─── Data for the task

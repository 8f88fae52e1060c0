//! Mesh-info records and their sections

use crate::mesh::check_count;
use crate::mesh::constants::SECTION_TABLE_OFFSET;
use crate::mesh::error::MeshResult;
use crate::stream::{ByteStream, StreamResult};

/// A contiguous vertex and index range drawn with one material
#[derive(Debug, Clone, Copy, Default, PartialEq, Eq)]
pub struct MeshSection {
    /// Uninterpreted, rewritten as the section number
    pub unknown1: u32,
    /// First vertex in the stream
    pub vertex_offset: u32,
    /// Vertices covered by the section
    pub num_vertices: u32,
    /// First index in the stream
    pub index_offset: u32,
    /// Indices drawn by the section
    pub num_indices: u32,
    /// Uninterpreted, rewritten as the section number
    pub unknown2: u32,
}

impl MeshSection {
    /// Transfer one section record
    pub fn serialize(&mut self, s: &mut ByteStream) -> StreamResult<()> {
        self.unknown1 = s.u32(self.unknown1)?;
        self.vertex_offset = s.u32(self.vertex_offset)?;
        self.num_vertices = s.u32(self.num_vertices)?;
        self.index_offset = s.u32(self.index_offset)?;
        self.num_indices = s.u32(self.num_indices)?;
        self.unknown2 = s.u32(self.unknown2)?;
        Ok(())
    }
}

/// One drawable mesh: a stream reference, a transform and its sections
#[derive(Debug, Clone, PartialEq, Eq)]
pub struct MeshInfo {
    /// Uninterpreted, preserved
    pub unknown1: u64,
    /// Uninterpreted, preserved
    pub data1: [u8; 32],
    /// Mesh name hash
    pub mesh_id: u32,
    /// Uninterpreted, preserved
    pub unknown3: u32,
    /// Row of the transform table
    pub transform_index: u32,
    /// Uninterpreted, preserved
    pub unknown4: u32,
    /// LOD level; `-1` for meshes outside the LOD chain
    pub lod_index: i32,
    /// Stream holding this mesh's buffers
    pub stream_index: u32,
    /// Uninterpreted, preserved
    pub data2: [u8; 40],
    /// Uninterpreted, preserved
    pub unknown8: u64,
    /// Section ids, parallel to `sections`; material lookups key on these
    pub section_ids: Vec<u32>,
    /// Draw ranges, parallel to `section_ids`
    pub sections: Vec<MeshSection>,
}

impl Default for MeshInfo {
    fn default() -> Self {
        Self {
            unknown1: 0,
            data1: [0; 32],
            mesh_id: 0,
            unknown3: 0,
            transform_index: 0,
            unknown4: 0,
            lod_index: -1,
            stream_index: 0,
            data2: [0; 40],
            unknown8: 0,
            section_ids: Vec::new(),
            sections: Vec::new(),
        }
    }
}

impl MeshInfo {
    /// Transfer the block at the cursor position
    pub fn serialize(&mut self, s: &mut ByteStream) -> MeshResult<()> {
        self.unknown1 = s.u64(self.unknown1)?;
        self.data1 = s.array(self.data1)?;
        self.mesh_id = s.u32(self.mesh_id)?;
        self.unknown3 = s.u32(self.unknown3)?;
        self.transform_index = s.u32(self.transform_index)?;
        self.unknown4 = s.u32(self.unknown4)?;
        self.lod_index = s.i32(self.lod_index)?;
        self.stream_index = s.u32(self.stream_index)?;
        self.data2 = s.array(self.data2)?;

        let count = self.sections.len() as u32;
        s.u32(count)?;
        s.u32(SECTION_TABLE_OFFSET)?;
        self.unknown8 = s.u64(self.unknown8)?;
        let count = s.u32(count)? as usize;
        s.u32(SECTION_TABLE_OFFSET + 4 * count as u32)?;

        if s.is_reading() {
            check_count(s, count, 28)?;
            self.section_ids = vec![0; count];
            self.sections = vec![MeshSection::default(); count];
        } else {
            self.section_ids.resize(count, 0);
        }
        for id in &mut self.section_ids {
            *id = s.u32(*id)?;
        }
        for section in &mut self.sections {
            section.serialize(s)?;
        }
        Ok(())
    }

    /// Whether this is a reduced-detail level
    pub fn is_lod(&self) -> bool {
        self.lod_index > 0
    }
}

/// Material assignment table: section id to material resource id
#[derive(Debug, Clone, Default, PartialEq, Eq)]
pub struct MaterialTable {
    /// Section ids, parallel to `material_ids`
    pub section_ids: Vec<u32>,
    /// Material resource ids
    pub material_ids: Vec<u64>,
}

impl MaterialTable {
    /// Transfer the table at the cursor position
    pub fn serialize(&mut self, s: &mut ByteStream) -> MeshResult<()> {
        let count = s.u32(self.section_ids.len() as u32)? as usize;
        if s.is_reading() {
            check_count(s, count, 12)?;
            self.section_ids = vec![0; count];
            self.material_ids = vec![0; count];
        }
        for id in &mut self.section_ids {
            *id = s.u32(*id)?;
        }
        for id in &mut self.material_ids {
            *id = s.u64(*id)?;
        }
        Ok(())
    }

    /// Material assigned to a section id
    pub fn material_for(&self, section_id: u32) -> Option<u64> {
        self.section_ids
            .iter()
            .position(|&id| id == section_id)
            .and_then(|i| self.material_ids.get(i).copied())
    }

    /// Append an assignment
    pub fn push(&mut self, section_id: u32, material_id: u64) {
        self.section_ids.push(section_id);
        self.material_ids.push(material_id);
    }

    /// Remove every assignment
    pub fn clear(&mut self) {
        self.section_ids.clear();
        self.material_ids.clear();
    }
}

#[cfg(test)]
#[allow(clippy::expect_used, clippy::unwrap_used)]
mod tests {
    use super::*;
    use pretty_assertions::assert_eq;

    #[test]
    fn test_mesh_info_round_trip() {
        let mut info = MeshInfo {
            mesh_id: 0xDEAD,
            lod_index: 2,
            stream_index: 1,
            transform_index: 4,
            section_ids: vec![11, 12],
            sections: vec![
                MeshSection {
                    unknown1: 0,
                    vertex_offset: 0,
                    num_vertices: 30,
                    index_offset: 0,
                    num_indices: 60,
                    unknown2: 0,
                },
                MeshSection {
                    unknown1: 1,
                    vertex_offset: 0,
                    num_vertices: 30,
                    index_offset: 60,
                    num_indices: 12,
                    unknown2: 7,
                },
            ],
            ..MeshInfo::default()
        };

        let mut s = ByteStream::writer();
        info.serialize(&mut s).unwrap();
        assert_eq!(s.len(), 128 + 8 + 2 * 24);

        let bytes = s.into_inner();
        assert_eq!(&bytes[108..112], &0x80u32.to_le_bytes());
        assert_eq!(&bytes[124..128], &0x88u32.to_le_bytes());

        let mut decoded = MeshInfo::default();
        decoded.serialize(&mut ByteStream::reader(bytes)).unwrap();
        assert_eq!(decoded, info);
        assert!(decoded.is_lod());
    }

    #[test]
    fn test_material_table_lookup() {
        let mut table = MaterialTable::default();
        table.push(5, 500);
        table.push(6, 600);
        assert_eq!(table.material_for(6), Some(600));
        assert_eq!(table.material_for(7), None);

        let mut s = ByteStream::writer();
        table.serialize(&mut s).unwrap();
        assert_eq!(s.len(), 4 + 2 * 4 + 2 * 8);
    }
}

──────

The task: With nothing left out, copy every record exactly.

Solution for this task:
repository 8f88fae52e1060c0
//! Mesh-info records and their sections

use crate::mesh::check_count;
use crate::mesh::constants::SECTION_TABLE_OFFSET;
use crate::mesh::error::MeshResult;
use crate::stream::{ByteStream, StreamResult};

/// A contiguous vertex and index range drawn with one material
#[derive(Debug, Clone, Copy, Default, PartialEq, Eq)]
pub struct MeshSection {
    /// Uninterpreted, rewritten as the section number
    pub unknown1: u32,
    /// First vertex in the stream
    pub vertex_offset: u32,
    /// Vertices covered by the section
    pub num_vertices: u32,
    /// First index in the stream
    pub index_offset: u32,
    /// Indices drawn by the section
    pub num_indices: u32,
    /// Uninterpreted, rewritten as the section number
    pub unknown2: u32,
}

impl MeshSection {
    /// Transfer one section record
    pub fn serialize(&mut self, s: &mut ByteStream) -> StreamResult<()> {
        self.unknown1 = s.u32(self.unknown1)?;
        self.vertex_offset = s.u32(self.vertex_offset)?;
        self.num_vertices = s.u32(self.num_vertices)?;
        self.index_offset = s.u32(self.index_offset)?;
        self.num_indices = s.u32(self.num_indices)?;
        self.unknown2 = s.u32(self.unknown2)?;
        Ok(())
    }
}

/// One drawable mesh: a stream reference, a transform and its sections
#[derive(Debug, Clone, PartialEq, Eq)]
pub struct MeshInfo {
    /// Uninterpreted, preserved
    pub unknown1: u64,
    /// Uninterpreted, preserved
    pub data1: [u8; 32],
    /// Mesh name hash
    pub mesh_id: u32,
    /// Uninterpreted, preserved
    pub unknown3: u32,
    /// Row of the transform table
    pub transform_index: u32,
    /// Uninterpreted, preserved
    pub unknown4: u32,
    /// LOD level; `-1` for meshes outside the LOD chain
    pub lod_index: i32,
    /// Stream holding this mesh's buffers
    pub stream_index: u32,
    /// Uninterpreted, preserved
    pub data2: [u8; 40],
    /// Uninterpreted, preserved
    pub unknown8: u64,
    /// Section ids, parallel to `sections`; material lookups key on these
    pub section_ids: Vec<u32>,
    /// Draw ranges, parallel to `section_ids`
    pub sections: Vec<MeshSection>,
}

impl Default for MeshInfo {
    fn default() -> Self {
        Self {
            unknown1: 0,
            data1: [0; 32],
            mesh_id: 0,
            unknown3: 0,
            transform_index: 0,
            unknown4: 0,
            lod_index: -1,
            stream_index: 0,
            data2: [0; 40],
            unknown8: 0,
            section_ids: Vec::new(),
            sections: Vec::new(),
        }
    }
}

impl MeshInfo {
    /// Transfer the block at the cursor position
    pub fn serialize(&mut self, s: &mut ByteStream) -> MeshResult<()> {
        self.unknown1 = s.u64(self.unknown1)?;
        self.data1 = s.array(self.data1)?;
        self.mesh_id = s.u32(self.mesh_id)?;
        self.unknown3 = s.u32(self.unknown3)?;
        self.transform_index = s.u32(self.transform_index)?;
        self.unknown4 = s.u32(self.unknown4)?;
        self.lod_index = s.i32(self.lod_index)?;
        self.stream_index = s.u32(self.stream_index)?;
        self.data2 = s.array(self.data2)?;

        let count = self.sections.len() as u32;
        s.u32(count)?;
        s.u32(SECTION_TABLE_OFFSET)?;
        self.unknown8 = s.u64(self.unknown8)?;
        let count = s.u32(count)? as usize;
        s.u32(SECTION_TABLE_OFFSET + 4 * count as u32)?;

        if s.is_reading() {
            check_count(s, count, 28)?;
            self.section_ids = vec![0; count];
            self.sections = vec![MeshSection::default(); count];
        } else {
            self.section_ids.resize(count, 0);
        }
        for id in &mut self.section_ids {
            *id = s.u32(*id)?;
        }
        for section in &mut self.sections {
            section.serialize(s)?;
        }
        Ok(())
    }

    /// Whether this is a reduced-detail level
    pub fn is_lod(&self) -> bool {
        self.lod_index > 0
    }
}

/// Material assignment table: section id to material resource id
#[derive(Debug, Clone, Default, PartialEq, Eq)]
pub struct MaterialTable {
    /// Section ids, parallel to `material_ids`
    pub section_ids: Vec<u32>,
    /// Material resource ids
    pub material_ids: Vec<u64>,
}

impl MaterialTable {
    /// Transfer the table at the cursor position
    pub fn serialize(&mut self, s: &mut ByteStream) -> MeshResult<()> {
        let count = s.u32(self.section_ids.len() as u32)? as usize;
        if s.is_reading() {
            check_count(s, count, 12)?;
            self.section_ids = vec![0; count];
            self.material_ids = vec![0; count];
        }
        for id in &mut self.section_ids {
            *id = s.u32(*id)?;
        }
        for id in &mut self.material_ids {
            *id = s.u64(*id)?;
        }
        Ok(())
    }

    /// Material assigned to a section id
    pub fn material_for(&self, section_id: u32) -> Option<u64> {
        self.section_ids
            .iter()
            .position(|&id| id == section_id)
            .and_then(|i| self.material_ids.get(i).copied())
    }

    /// Append an assignment
    pub fn push(&mut self, section_id: u32, material_id: u64) {
        self.section_ids.push(section_id);
        self.material_ids.push(material_id);
    }

    /// Remove every assignment
    pub fn clear(&mut self) {
        self.section_ids.clear();
        self.material_ids.clear();
    }
}

#[cfg(test)]
#[allow(clippy::expect_used, clippy::unwrap_used)]
mod tests {
    use super::*;
    use pretty_assertions::assert_eq;

    #[test]
    fn test_mesh_info_round_trip() {
        let mut info = MeshInfo {
            mesh_id: 0xDEAD,
            lod_index: 2,
            stream_index: 1,
            transform_index: 4,
            section_ids: vec![11, 12],
            sections: vec![
                MeshSection {
                    unknown1: 0,
                    vertex_offset: 0,
                    num_vertices: 30,
                    index_offset: 0,
                    num_indices: 60,
                    unknown2: 0,
                },
                MeshSection {
                    unknown1: 1,
                    vertex_offset: 0,
                    num_vertices: 30,
                    index_offset: 60,
                    num_indices: 12,
                    unknown2: 7,
                },
            ],
            ..MeshInfo::default()
        };

        let mut s = ByteStream::writer();
        info.serialize(&mut s).unwrap();
        assert_eq!(s.len(), 128 + 8 + 2 * 24);

        let bytes = s.into_inner();
        assert_eq!(&bytes[108..112], &0x80u32.to_le_bytes());
        assert_eq!(&bytes[124..128], &0x88u32.to_le_bytes());

        let mut decoded = MeshInfo::default();
        decoded.serialize(&mut ByteStream::reader(bytes)).unwrap();
        assert_eq!(decoded, info);
        assert!(decoded.is_lod());
    }

    #[test]
    fn test_material_table_lookup() {
        let mut table = MaterialTable::default();
        table.push(5, 500);
        table.push(6, 600);
        assert_eq!(table.material_for(6), Some(600));
        assert_eq!(table.material_for(7), None);

        let mut s = ByteStream::writer();
        table.serialize(&mut s).unwrap();
        assert_eq!(s.len(), 4 + 2 * 4 + 2 * 8);
    }
}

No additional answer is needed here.